Activity
Here the whole listing must be retyped exactly, with no line omitted.

Data listing
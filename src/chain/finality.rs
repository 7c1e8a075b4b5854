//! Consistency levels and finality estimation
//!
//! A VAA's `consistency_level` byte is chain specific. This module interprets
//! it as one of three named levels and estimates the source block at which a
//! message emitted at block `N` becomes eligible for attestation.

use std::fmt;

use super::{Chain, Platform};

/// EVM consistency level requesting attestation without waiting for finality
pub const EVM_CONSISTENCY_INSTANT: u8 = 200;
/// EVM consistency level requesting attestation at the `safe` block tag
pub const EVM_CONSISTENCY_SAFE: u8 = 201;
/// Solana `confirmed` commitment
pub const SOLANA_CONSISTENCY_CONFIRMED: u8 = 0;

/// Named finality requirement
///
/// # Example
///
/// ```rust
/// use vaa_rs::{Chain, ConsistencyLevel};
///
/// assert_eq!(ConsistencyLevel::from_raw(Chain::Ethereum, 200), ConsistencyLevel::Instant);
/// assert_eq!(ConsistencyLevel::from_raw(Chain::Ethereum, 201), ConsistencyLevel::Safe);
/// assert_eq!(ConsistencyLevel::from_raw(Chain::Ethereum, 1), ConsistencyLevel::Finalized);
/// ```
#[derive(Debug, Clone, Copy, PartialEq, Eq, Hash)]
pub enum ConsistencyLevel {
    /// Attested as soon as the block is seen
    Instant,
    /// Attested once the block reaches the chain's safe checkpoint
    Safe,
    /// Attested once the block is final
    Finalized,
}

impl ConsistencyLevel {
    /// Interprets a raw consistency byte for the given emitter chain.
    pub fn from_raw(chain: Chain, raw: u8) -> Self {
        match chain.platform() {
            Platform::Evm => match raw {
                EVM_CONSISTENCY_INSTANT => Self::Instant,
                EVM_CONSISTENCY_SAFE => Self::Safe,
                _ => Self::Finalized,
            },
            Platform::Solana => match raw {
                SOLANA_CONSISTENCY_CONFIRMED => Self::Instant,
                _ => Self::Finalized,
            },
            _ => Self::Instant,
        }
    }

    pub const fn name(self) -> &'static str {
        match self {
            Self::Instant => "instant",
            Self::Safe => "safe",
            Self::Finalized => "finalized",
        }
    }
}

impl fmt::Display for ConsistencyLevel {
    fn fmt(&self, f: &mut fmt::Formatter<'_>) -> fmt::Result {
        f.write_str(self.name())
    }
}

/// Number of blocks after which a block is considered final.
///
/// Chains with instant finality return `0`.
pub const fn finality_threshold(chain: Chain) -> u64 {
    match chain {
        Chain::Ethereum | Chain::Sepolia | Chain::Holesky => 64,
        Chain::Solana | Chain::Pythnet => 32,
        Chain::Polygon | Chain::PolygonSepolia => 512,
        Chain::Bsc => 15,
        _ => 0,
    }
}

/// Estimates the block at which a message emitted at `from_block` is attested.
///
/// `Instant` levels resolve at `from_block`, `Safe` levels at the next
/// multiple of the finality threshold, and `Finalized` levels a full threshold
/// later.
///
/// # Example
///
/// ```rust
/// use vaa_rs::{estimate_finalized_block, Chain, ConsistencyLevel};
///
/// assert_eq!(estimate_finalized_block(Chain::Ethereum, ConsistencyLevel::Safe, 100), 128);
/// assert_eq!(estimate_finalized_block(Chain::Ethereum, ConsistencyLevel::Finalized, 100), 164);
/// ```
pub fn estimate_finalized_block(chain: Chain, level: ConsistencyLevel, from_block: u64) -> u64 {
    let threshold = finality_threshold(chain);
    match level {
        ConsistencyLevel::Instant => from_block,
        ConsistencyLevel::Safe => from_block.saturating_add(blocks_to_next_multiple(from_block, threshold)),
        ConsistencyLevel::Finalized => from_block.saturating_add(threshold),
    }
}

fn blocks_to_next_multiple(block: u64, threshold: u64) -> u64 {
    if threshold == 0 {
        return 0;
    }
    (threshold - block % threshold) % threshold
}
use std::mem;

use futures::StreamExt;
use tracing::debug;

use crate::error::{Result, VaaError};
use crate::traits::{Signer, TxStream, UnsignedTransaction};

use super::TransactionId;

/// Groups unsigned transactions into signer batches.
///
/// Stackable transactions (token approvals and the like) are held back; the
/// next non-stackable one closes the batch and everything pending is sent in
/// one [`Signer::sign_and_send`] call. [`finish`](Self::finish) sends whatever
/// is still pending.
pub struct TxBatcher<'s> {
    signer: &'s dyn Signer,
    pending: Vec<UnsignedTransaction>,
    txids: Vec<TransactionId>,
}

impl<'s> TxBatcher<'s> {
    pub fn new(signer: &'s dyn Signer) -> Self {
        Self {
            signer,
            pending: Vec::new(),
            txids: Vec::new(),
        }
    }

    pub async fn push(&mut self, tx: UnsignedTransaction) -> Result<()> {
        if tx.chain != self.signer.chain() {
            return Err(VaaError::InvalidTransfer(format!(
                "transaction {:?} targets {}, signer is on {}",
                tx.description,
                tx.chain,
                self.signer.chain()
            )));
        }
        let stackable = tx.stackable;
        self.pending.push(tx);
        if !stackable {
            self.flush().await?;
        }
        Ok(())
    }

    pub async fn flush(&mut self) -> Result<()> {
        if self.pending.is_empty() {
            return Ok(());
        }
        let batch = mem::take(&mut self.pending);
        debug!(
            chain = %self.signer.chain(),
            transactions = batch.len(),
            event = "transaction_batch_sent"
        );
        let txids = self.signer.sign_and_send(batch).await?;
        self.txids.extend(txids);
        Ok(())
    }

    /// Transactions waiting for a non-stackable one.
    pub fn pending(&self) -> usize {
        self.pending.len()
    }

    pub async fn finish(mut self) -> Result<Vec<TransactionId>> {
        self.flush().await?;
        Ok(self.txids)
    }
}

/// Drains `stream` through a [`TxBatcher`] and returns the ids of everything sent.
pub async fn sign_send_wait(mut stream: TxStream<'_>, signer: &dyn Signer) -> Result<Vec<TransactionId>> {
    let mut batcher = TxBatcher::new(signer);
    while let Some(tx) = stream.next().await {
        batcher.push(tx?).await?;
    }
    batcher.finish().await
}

Task result
filename src/chain/finality.rs
repository 7c1e8a075b4b5854
//! Consistency levels and finality estimation
//!
//! A VAA's `consistency_level` byte is chain specific. This module interprets
//! it as one of three named levels and estimates the source block at which a
//! message emitted at block `N` becomes eligible for attestation.

use std::fmt;

use super::{Chain, Platform};

/// EVM consistency level requesting attestation without waiting for finality
pub const EVM_CONSISTENCY_INSTANT: u8 = 200;
/// EVM consistency level requesting attestation at the `safe` block tag
pub const EVM_CONSISTENCY_SAFE: u8 = 201;
/// Solana `confirmed` commitment
pub const SOLANA_CONSISTENCY_CONFIRMED: u8 = 0;

/// Named finality requirement
///
/// # Example
///
/// ```rust
/// use vaa_rs::{Chain, ConsistencyLevel};
///
/// assert_eq!(ConsistencyLevel::from_raw(Chain::Ethereum, 200), ConsistencyLevel::Instant);
/// assert_eq!(ConsistencyLevel::from_raw(Chain::Ethereum, 201), ConsistencyLevel::Safe);
/// assert_eq!(ConsistencyLevel::from_raw(Chain::Ethereum, 1), ConsistencyLevel::Finalized);
/// ```
#[derive(Debug, Clone, Copy, PartialEq, Eq, Hash)]
pub enum ConsistencyLevel {
    /// Attested as soon as the block is seen
    Instant,
    /// Attested once the block reaches the chain's safe checkpoint
    Safe,
    /// Attested once the block is final
    Finalized,
}

impl ConsistencyLevel {
    /// Interprets a raw consistency byte for the given emitter chain.
    pub fn from_raw(chain: Chain, raw: u8) -> Self {
        match chain.platform() {
            Platform::Evm => match raw {
                EVM_CONSISTENCY_INSTANT => Self::Instant,
                EVM_CONSISTENCY_SAFE => Self::Safe,
                _ => Self::Finalized,
            },
            Platform::Solana => match raw {
                SOLANA_CONSISTENCY_CONFIRMED => Self::Instant,
                _ => Self::Finalized,
            },
            _ => Self::Instant,
        }
    }

    pub const fn name(self) -> &'static str {
        match self {
            Self::Instant => "instant",
            Self::Safe => "safe",
            Self::Finalized => "finalized",
        }
    }
}

impl fmt::Display for ConsistencyLevel {
    fn fmt(&self, f: &mut fmt::Formatter<'_>) -> fmt::Result {
        f.write_str(self.name())
    }
}

/// Number of blocks after which a block is considered final.
///
/// Chains with instant finality return `0`.
pub const fn finality_threshold(chain: Chain) -> u64 {
    match chain {
        Chain::Ethereum | Chain::Sepolia | Chain::Holesky => 64,
        Chain::Solana | Chain::Pythnet => 32,
        Chain::Polygon | Chain::PolygonSepolia => 512,
        Chain::Bsc => 15,
        _ => 0,
    }
}

/// Estimates the block at which a message emitted at `from_block` is attested.
///
/// `Instant` levels resolve at `from_block`, `Safe` levels at the next
/// multiple of the finality threshold, and `Finalized` levels a full threshold
/// later.
///
/// # Example
///
/// ```rust
/// use vaa_rs::{estimate_finalized_block, Chain, ConsistencyLevel};
///
/// assert_eq!(estimate_finalized_block(Chain::Ethereum, ConsistencyLevel::Safe, 100), 128);
/// assert_eq!(estimate_finalized_block(Chain::Ethereum, ConsistencyLevel::Finalized, 100), 164);
/// ```
pub fn estimate_finalized_block(chain: Chain, level: ConsistencyLevel, from_block: u64) -> u64 {
    let threshold = finality_threshold(chain);
    match level {
        ConsistencyLevel::Instant => from_block,
        ConsistencyLevel::Safe => from_block.saturating_add(blocks_to_next_multiple(from_block, threshold)),
        ConsistencyLevel::Finalized => from_block.saturating_add(threshold),
    }
}

fn blocks_to_next_multiple(block: u64, threshold: u64) -> u64 {
    if threshold == 0 {
        return 0;
    }
    (threshold - block % threshold) % threshold
}
use std::mem;

use futures::StreamExt;
use tracing::debug;

use crate::error::{Result, VaaError};
use crate::traits::{Signer, TxStream, UnsignedTransaction};

use super::TransactionId;

/// Groups unsigned transactions into signer batches.
///
/// Stackable transactions (token approvals and the like) are held back; the
/// next non-stackable one closes the batch and everything pending is sent in
/// one [`Signer::sign_and_send`] call. [`finish`](Self::finish) sends whatever
/// is still pending.
pub struct TxBatcher<'s> {
    signer: &'s dyn Signer,
    pending: Vec<UnsignedTransaction>,
    txids: Vec<TransactionId>,
}

impl<'s> TxBatcher<'s> {
    pub fn new(signer: &'s dyn Signer) -> Self {
        Self {
            signer,
            pending: Vec::new(),
            txids: Vec::new(),
        }
    }

    pub async fn push(&mut self, tx: UnsignedTransaction) -> Result<()> {
        if tx.chain != self.signer.chain() {
            return Err(VaaError::InvalidTransfer(format!(
                "transaction {:?} targets {}, signer is on {}",
                tx.description,
                tx.chain,
                self.signer.chain()
            )));
        }
        let stackable = tx.stackable;
        self.pending.push(tx);
        if !stackable {
            self.flush().await?;
        }
        Ok(())
    }

    pub async fn flush(&mut self) -> Result<()> {
        if self.pending.is_empty() {
            return Ok(());
        }
        let batch = mem::take(&mut self.pending);
        debug!(
            chain = %self.signer.chain(),
            transactions = batch.len(),
            event = "transaction_batch_sent"
        );
        let txids = self.signer.sign_and_send(batch).await?;
        self.txids.extend(txids);
        Ok(())
    }

    /// Transactions waiting for a non-stackable one.
    pub fn pending(&self) -> usize {
        self.pending.len()
    }

    pub async fn finish(mut self) -> Result<Vec<TransactionId>> {
        self.flush().await?;
        Ok(self.txids)
    }
}

/// Drains `stream` through a [`TxBatcher`] and returns the ids of everything sent.
pub async fn sign_send_wait(mut stream: TxStream<'_>, signer: &dyn Signer) -> Result<Vec<TransactionId>> {
    let mut batcher = TxBatcher::new(signer);
    while let Some(tx) = stream.next().await {
        batcher.push(tx?).await?;
    }
    batcher.finish().await
}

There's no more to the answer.